Data supplied

───

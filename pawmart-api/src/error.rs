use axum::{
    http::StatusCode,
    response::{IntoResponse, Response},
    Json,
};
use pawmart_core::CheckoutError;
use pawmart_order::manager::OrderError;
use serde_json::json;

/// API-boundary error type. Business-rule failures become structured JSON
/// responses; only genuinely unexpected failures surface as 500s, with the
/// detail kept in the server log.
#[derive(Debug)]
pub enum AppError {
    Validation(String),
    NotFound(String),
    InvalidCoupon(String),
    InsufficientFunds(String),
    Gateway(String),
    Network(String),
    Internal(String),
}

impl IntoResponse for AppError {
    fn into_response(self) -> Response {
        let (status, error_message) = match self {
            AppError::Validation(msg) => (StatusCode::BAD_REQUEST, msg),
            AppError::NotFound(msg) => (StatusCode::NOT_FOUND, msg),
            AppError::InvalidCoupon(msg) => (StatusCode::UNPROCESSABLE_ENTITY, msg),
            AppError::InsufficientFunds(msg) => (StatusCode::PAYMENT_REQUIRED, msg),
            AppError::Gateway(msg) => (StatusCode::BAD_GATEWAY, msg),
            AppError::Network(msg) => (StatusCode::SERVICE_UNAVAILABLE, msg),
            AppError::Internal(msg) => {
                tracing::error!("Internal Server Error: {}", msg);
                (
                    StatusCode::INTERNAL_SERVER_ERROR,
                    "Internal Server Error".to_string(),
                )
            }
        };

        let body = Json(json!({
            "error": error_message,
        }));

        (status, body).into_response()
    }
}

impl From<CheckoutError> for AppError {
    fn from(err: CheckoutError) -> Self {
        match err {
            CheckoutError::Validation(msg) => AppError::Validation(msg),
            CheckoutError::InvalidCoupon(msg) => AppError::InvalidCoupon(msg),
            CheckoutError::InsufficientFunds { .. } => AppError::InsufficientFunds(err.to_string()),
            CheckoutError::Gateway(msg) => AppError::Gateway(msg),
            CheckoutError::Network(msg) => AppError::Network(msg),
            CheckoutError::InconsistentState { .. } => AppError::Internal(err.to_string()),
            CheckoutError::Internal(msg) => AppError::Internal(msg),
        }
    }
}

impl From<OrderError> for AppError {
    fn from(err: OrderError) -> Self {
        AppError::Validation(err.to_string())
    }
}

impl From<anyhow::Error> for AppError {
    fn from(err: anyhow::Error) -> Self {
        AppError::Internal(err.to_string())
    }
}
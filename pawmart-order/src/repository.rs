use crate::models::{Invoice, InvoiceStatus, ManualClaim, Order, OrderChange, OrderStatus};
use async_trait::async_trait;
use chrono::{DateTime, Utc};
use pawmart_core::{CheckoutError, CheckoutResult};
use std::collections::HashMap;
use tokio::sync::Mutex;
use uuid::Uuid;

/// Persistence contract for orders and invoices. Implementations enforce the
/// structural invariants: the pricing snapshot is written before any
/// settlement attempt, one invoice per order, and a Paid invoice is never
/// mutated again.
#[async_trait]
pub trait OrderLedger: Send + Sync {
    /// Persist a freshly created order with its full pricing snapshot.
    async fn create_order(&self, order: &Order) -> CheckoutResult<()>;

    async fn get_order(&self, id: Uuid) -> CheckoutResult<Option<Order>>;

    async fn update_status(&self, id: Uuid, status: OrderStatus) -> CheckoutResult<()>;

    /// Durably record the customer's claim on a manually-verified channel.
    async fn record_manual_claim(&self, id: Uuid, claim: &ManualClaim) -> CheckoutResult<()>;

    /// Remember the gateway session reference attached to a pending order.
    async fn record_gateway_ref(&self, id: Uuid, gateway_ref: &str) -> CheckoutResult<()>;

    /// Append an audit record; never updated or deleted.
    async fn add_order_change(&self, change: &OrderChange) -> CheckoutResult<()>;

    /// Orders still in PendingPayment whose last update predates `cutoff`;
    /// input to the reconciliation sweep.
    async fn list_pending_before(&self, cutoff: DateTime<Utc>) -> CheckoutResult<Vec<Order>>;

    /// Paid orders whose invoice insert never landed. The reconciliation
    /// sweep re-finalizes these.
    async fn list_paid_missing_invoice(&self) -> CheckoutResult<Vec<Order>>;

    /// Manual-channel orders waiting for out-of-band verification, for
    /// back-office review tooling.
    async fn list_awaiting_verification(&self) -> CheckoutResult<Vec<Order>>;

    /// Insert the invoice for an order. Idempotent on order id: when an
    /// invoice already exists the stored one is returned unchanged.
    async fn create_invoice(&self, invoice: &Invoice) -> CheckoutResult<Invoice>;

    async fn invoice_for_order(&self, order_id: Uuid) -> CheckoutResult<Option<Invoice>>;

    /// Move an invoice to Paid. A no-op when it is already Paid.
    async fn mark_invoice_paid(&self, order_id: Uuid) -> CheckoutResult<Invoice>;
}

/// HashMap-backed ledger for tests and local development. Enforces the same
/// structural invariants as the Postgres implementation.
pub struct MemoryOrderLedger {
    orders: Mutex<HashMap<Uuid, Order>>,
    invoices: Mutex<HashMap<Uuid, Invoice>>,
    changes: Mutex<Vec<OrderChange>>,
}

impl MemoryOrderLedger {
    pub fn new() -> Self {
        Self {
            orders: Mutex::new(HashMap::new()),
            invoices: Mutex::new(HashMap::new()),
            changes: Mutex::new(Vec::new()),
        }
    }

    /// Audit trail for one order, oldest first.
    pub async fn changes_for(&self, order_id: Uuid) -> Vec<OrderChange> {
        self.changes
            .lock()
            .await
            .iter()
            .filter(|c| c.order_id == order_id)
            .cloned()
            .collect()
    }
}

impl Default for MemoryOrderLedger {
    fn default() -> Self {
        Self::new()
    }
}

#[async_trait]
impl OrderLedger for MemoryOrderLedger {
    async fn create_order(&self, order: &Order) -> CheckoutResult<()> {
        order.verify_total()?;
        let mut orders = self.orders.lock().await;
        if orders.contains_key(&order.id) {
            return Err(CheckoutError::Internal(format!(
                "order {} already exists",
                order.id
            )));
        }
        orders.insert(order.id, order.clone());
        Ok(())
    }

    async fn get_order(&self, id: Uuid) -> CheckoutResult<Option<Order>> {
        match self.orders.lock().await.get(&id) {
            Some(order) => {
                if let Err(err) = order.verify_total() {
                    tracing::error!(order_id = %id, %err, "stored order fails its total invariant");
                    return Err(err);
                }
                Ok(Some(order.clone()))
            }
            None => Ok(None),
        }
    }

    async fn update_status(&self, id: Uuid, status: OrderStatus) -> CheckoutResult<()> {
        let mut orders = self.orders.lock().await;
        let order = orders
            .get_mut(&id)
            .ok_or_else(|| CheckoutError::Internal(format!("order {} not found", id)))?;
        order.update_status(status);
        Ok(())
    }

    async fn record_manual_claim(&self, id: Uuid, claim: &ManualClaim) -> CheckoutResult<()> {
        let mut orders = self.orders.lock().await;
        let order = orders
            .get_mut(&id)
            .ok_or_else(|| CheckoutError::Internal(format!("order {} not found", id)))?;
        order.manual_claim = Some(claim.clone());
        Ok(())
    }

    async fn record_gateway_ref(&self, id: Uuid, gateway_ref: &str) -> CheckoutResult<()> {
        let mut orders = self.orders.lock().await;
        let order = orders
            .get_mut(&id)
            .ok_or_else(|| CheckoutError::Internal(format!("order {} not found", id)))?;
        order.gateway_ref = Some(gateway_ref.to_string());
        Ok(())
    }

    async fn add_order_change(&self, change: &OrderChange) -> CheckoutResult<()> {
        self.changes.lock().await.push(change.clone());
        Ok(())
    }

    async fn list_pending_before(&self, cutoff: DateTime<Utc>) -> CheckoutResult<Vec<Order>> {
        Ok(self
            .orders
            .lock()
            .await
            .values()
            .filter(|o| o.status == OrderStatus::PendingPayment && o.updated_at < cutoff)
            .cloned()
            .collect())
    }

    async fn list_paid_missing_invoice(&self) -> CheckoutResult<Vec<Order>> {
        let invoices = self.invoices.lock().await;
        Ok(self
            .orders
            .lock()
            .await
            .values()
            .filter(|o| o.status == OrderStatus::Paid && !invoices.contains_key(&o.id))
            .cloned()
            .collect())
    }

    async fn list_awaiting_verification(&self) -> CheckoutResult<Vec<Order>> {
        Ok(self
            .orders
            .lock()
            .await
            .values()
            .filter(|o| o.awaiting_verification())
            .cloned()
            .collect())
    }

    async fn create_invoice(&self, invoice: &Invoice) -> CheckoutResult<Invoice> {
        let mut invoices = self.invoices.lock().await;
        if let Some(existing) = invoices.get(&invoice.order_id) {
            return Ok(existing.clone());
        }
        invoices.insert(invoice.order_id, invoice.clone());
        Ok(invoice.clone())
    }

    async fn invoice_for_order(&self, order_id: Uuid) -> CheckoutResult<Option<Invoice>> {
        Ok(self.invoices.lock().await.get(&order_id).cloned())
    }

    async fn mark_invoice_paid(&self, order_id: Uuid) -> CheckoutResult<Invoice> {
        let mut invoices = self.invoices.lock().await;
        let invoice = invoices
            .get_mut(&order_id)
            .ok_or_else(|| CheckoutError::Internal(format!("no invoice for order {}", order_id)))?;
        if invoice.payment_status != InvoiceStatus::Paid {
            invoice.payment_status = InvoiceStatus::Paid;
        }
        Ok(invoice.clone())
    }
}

───

Aim of the exercise
Every line of the listing that includes "with" must be shown.

Reply to the task
/// responses; only genuinely unexpected failures surface as 500s, with the
    /// Persist a freshly created order with its full pricing snapshot.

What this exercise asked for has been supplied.